Julian Marquez made ‘drastic improvements’ at UFC PI, changed his lifestyle ahead of debut

Julian Marquez is just a day away from his UFC debut, and he has changed up his lifestyle ahead of it.

The middleweight defeated Phil Hawes with one of the most vicious knockouts of 2017 — a head kick that slept the Jackson-Wink MMA fighter — at a Dana White’s Tuesday Night Contender Series event this past summer. UFC president Dana White was impressed enough with Marquez to give him a shot in the Octagon.

Though Marquez passed the in-cage test on the Contender Series with flying colors, his weight cut leading up that fight wasn’t so easy.

Prior to the Hawes fight, Marquez had competed twice in a row in the light heavyweight division — 20 pounds heavier than middleweight. So when he cut down to 185 pounds for the first time since May 2016 — more than a year later — it was quite the challenge.

And noisy basketball players in Las Vegas certainly didn’t help.

“I only had six weeks to get down. I was up at 230 (pounds),” Marquez told BloodyElbow.com on Monday. “I contacted Tyler Minton — he’s my nutritionist — and he helped get everything down to a tee. He knows everything, he knows my body, I’ve worked with him for years.

“Essentially, that weight cut was bad, because I didn’t sleep for 24 hours. I was up the whole entire time. We were up at The Palms, and there’s a basketball court in there. People were playing basketball, and I was waking up, trying to sleep. People were making loud noises there. When you’re cutting and your body is down at a weight it hasn’t been at for a really, really long time, it’s hard to rest. I was up the whole time. … When we made it (to 185 pounds), right then and there, I knew I already won, because I made that weight cut.”
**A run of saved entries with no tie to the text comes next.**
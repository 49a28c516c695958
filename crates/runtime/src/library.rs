//! Boundary to the external session state machine.
//!
//! The host never implements the secure session protocol itself. A
//! [`SessionLibrary`] parses connect tokens into [`SessionHandle`]s, and the
//! session actor drives each handle with simulated time.

use thiserror::Error;

/// Errors reported by a session library.
#[derive(Debug, Clone, PartialEq, Eq, Error)]
pub enum LibraryError {
	/// The connect token could not be parsed.
	#[error("invalid connect token: {0}")]
	InvalidToken(String),

	/// The client for a valid token could not be created.
	#[error("failed to open client: {0}")]
	Open(String),

	/// The packet can never be sent (for example it is too large).
	#[error("packet rejected: {0}")]
	PacketRejected(String),

	/// The packet could not be sent right now.
	#[error("send failed: {0}")]
	Send(String),

	#[error("receive failed: {0}")]
	Receive(String),
}

/// Client state reported by the session library.
#[derive(Debug, Clone, Copy, Default, PartialEq, Eq, Hash)]
pub enum SessionState {
	ConnectTokenExpired,
	InvalidConnectToken,
	ConnectionTimedOut,
	ConnectionResponseTimedOut,
	ConnectionRequestTimedOut,
	ConnectionDenied,
	#[default]
	Disconnected,
	SendingConnectionRequest,
	SendingConnectionResponse,
	Connected,
	/// A state the adapter could not map.
	Unknown,
}

impl SessionState {
	/// Label sent to the extension in state replies and events.
	pub fn label(self) -> &'static str {
		match self {
			SessionState::Connected => "connected",
			SessionState::ConnectionDenied => "connectionDenied",
			SessionState::ConnectionRequestTimedOut => "connectionRequestTimeout",
			SessionState::ConnectionResponseTimedOut => "connectionResponseTimeout",
			SessionState::ConnectionTimedOut => "connectionTimedOut",
			SessionState::ConnectTokenExpired => "connectTokenExpired",
			SessionState::Disconnected => "disconnected",
			SessionState::InvalidConnectToken => "invalidConnectToken",
			SessionState::SendingConnectionRequest => "sendingConnectionRequest",
			SessionState::SendingConnectionResponse => "sendingConnectionResponse",
			SessionState::Unknown => "unknown",
		}
	}

	/// Returns true for states a handle never leaves on its own.
	///
	/// Handles that reach one of these are released so that a fresh connect
	/// token can start over.
	pub fn is_terminal(self) -> bool {
		matches!(
			self,
			SessionState::ConnectTokenExpired
				| SessionState::InvalidConnectToken
				| SessionState::ConnectionTimedOut
				| SessionState::ConnectionResponseTimedOut
				| SessionState::ConnectionRequestTimedOut
				| SessionState::ConnectionDenied
				| SessionState::Disconnected
		)
	}
}

/// One client connection owned by a session actor.
pub trait SessionHandle: Send {
	/// Advances the client to `time` seconds of simulated time.
	fn step(&mut self, time: f64);

	fn state(&self) -> SessionState;

	fn send(&mut self, packet: &[u8]) -> Result<(), LibraryError>;

	/// Returns the next pending inbound packet, or `None` when drained.
	fn receive(&mut self) -> Result<Option<Vec<u8>>, LibraryError>;

	fn close(&mut self);
}

/// Factory for session handles.
pub trait SessionLibrary: Send + Sync {
	/// Parses `token` and starts connecting.
	fn open(&self, token: &[u8]) -> Result<Box<dyn SessionHandle>, LibraryError>;
}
With the bad weight cut still in the back of his mind, heading into his promotional debut at UFC on FOX 26 in Winnipeg on Saturday, Marquez continued working with Minton, who works with multiple UFC champions and top contenders, including Daniel Cormier, Max Holloway, and Khabib Nurmagomedov. Marquez also did most of his training camp at the UFC Performance Institute in Las Vegas.

Marquez said training at the new facility “was amazing.” Most importantly, he gained so much information on nutrition from experts who work there, he said, and ate meals prepared specifically for him and his needs.

“I’d be able to talk to Clint and Andy — they’re both nutritionists there. So I’d be able to pick their brains and understand a little bit more about the nutrition side — the macros and micros. We’ve had some interesting conversations so I can understand a little bit more about my body,” Marquez said. “You have Bo Sandoval and Kyle Lamar — they’re the strength-and-conditioning coaches there. They’ve been working with me three times a week for the past 13 weeks to help build up my stamina, strength, and speed. And I’ve seen drastic improvements since I first went there.

“The best part of the PI was working with all these people, becoming friends with all these people — they’re kind of like an extended family. I could send them a text message, like, ‘Hey, this is the exact amount of chicken I need, this is the exact amount of avocado, rice, beans, whatever.’ And they would weigh out everything in mind, so when I go there to eat, I would have perfectly proportioned meals. It never was a struggle; they made it super easy. This is honestly why I had the best camp ever. They assisted me the whole way.”

Marquez, who meets short-notice replacement Darren Stewart this weekend, has no plans to revisit the 205-pound division in the future; middleweight will always be his home moving forward.

“I’ll be permanently at 185,” Marquez said. “See, [the Hawes fight] was (on) such short notice, and I didn’t really change my lifestyle to compete. I just was like, ‘Alright, we’re gonna go 185. This is where I want to be.’ Right now, since we found out about this fight and since [the Hawes fight], I’ve been working with Tyler Minton, and we have been doing everything correctly and changing my life for the past 13 weeks. Right now, I am perfect on my weight. I am 15 pounds lighter than I was the day before I weighed in (against Hawes), and it’s four days away. Regardless, I’ve already been through the worst of the worst of cutting. It’s not gonna be that hard.”

Marquez vs. Stewart will take place on the televised portion of the UFC on FOX 26 preliminary card, which starts at 5 PM ET/2 PM PT on FS1.